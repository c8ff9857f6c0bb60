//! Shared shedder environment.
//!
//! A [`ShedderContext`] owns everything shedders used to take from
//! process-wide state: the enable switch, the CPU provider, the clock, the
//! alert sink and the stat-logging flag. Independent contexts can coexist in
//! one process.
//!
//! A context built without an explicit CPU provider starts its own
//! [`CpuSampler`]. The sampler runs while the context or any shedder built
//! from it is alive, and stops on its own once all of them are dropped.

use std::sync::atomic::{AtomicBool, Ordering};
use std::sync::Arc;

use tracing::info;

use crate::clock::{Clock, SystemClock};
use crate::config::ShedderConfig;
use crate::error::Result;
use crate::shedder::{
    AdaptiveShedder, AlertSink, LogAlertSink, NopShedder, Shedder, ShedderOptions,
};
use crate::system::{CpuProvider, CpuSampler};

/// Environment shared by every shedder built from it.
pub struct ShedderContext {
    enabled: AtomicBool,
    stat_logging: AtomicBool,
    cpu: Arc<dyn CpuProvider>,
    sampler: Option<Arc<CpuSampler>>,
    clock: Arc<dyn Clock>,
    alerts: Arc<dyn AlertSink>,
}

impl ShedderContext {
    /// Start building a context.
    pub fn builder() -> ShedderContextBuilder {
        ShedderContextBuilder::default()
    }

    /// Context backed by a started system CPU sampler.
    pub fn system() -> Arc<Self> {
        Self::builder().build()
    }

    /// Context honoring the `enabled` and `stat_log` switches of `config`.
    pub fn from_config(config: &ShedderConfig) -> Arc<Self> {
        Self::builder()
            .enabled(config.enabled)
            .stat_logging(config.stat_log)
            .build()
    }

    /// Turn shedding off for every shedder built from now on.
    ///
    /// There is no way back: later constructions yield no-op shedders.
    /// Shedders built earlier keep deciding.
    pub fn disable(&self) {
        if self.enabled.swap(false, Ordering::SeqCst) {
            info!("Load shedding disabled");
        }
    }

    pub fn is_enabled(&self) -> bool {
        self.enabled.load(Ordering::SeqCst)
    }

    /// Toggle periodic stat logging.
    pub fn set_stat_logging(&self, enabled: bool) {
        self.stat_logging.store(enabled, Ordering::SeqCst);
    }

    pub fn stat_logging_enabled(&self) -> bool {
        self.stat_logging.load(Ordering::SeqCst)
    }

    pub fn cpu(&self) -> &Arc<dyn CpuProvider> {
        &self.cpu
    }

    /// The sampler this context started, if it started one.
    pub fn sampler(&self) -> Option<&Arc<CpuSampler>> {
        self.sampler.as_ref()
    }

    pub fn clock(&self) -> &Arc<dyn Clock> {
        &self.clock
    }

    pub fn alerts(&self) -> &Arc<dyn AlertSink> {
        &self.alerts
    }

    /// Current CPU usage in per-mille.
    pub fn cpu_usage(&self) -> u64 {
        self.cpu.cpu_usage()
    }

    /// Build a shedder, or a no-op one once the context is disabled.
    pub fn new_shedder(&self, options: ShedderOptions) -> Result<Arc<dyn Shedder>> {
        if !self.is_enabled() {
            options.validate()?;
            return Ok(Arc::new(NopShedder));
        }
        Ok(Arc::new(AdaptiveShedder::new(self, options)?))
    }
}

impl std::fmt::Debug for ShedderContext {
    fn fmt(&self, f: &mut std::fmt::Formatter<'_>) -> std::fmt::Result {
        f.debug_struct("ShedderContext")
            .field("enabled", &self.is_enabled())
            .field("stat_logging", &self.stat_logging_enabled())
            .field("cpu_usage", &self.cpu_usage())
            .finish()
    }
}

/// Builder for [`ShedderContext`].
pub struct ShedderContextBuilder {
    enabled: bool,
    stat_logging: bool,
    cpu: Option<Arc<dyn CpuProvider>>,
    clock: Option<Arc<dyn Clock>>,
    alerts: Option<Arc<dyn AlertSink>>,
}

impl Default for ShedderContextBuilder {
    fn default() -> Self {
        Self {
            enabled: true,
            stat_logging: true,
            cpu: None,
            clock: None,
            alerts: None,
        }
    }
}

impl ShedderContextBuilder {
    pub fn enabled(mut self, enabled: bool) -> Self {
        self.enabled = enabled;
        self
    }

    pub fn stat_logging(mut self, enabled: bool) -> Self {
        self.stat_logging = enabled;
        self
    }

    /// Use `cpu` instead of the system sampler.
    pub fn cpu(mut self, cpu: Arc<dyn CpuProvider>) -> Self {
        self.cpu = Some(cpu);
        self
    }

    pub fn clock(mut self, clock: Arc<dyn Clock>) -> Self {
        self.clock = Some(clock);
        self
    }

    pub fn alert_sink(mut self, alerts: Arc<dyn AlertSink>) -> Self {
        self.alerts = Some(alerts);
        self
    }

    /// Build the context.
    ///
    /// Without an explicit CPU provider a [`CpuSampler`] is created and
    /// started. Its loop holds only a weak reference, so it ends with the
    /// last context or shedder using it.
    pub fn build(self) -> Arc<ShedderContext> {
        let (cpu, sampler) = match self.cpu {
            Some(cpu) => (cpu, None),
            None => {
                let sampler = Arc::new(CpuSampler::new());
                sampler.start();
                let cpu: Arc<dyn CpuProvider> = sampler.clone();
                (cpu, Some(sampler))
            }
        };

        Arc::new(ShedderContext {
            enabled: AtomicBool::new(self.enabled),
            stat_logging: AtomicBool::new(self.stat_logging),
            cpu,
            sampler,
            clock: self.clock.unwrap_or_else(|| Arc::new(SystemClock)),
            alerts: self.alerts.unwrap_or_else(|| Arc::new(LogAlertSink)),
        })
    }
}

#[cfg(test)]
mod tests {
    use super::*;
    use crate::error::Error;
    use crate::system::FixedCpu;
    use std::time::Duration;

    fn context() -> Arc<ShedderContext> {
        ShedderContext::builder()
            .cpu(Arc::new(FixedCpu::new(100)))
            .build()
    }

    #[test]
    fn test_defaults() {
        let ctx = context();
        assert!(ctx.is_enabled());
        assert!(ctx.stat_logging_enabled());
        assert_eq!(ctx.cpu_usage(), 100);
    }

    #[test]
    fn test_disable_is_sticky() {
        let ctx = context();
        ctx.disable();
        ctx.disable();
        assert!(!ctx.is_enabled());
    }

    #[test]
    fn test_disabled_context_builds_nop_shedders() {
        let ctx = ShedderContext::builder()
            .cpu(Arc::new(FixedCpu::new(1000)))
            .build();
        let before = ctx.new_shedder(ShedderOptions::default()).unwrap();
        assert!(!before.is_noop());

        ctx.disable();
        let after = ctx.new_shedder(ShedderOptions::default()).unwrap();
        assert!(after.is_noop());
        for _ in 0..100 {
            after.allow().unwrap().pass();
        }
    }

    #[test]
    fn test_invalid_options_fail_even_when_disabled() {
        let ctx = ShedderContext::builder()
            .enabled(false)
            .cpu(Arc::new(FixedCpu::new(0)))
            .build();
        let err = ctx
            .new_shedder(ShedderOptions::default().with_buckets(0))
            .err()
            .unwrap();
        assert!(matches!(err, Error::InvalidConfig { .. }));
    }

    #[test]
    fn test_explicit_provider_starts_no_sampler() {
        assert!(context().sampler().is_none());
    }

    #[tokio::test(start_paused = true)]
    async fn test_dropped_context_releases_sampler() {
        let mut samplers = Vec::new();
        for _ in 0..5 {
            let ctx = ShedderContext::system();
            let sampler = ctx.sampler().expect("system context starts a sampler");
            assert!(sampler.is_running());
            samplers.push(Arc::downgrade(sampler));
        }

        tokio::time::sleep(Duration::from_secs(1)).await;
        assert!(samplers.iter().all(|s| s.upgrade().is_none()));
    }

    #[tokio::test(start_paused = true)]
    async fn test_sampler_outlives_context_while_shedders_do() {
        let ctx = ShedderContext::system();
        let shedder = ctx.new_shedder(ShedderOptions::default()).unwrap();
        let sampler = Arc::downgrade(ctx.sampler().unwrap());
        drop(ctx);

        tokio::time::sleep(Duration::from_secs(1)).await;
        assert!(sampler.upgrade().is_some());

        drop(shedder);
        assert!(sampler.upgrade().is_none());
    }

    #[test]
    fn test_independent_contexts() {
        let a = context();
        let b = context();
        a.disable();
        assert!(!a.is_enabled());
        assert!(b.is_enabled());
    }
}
···
Would you show each line of the material above that contains the string "NopShedder"?

    AdaptiveShedder, AlertSink, LogAlertSink, NopShedder, Shedder, ShedderOptions,
            return Ok(Arc::new(NopShedder));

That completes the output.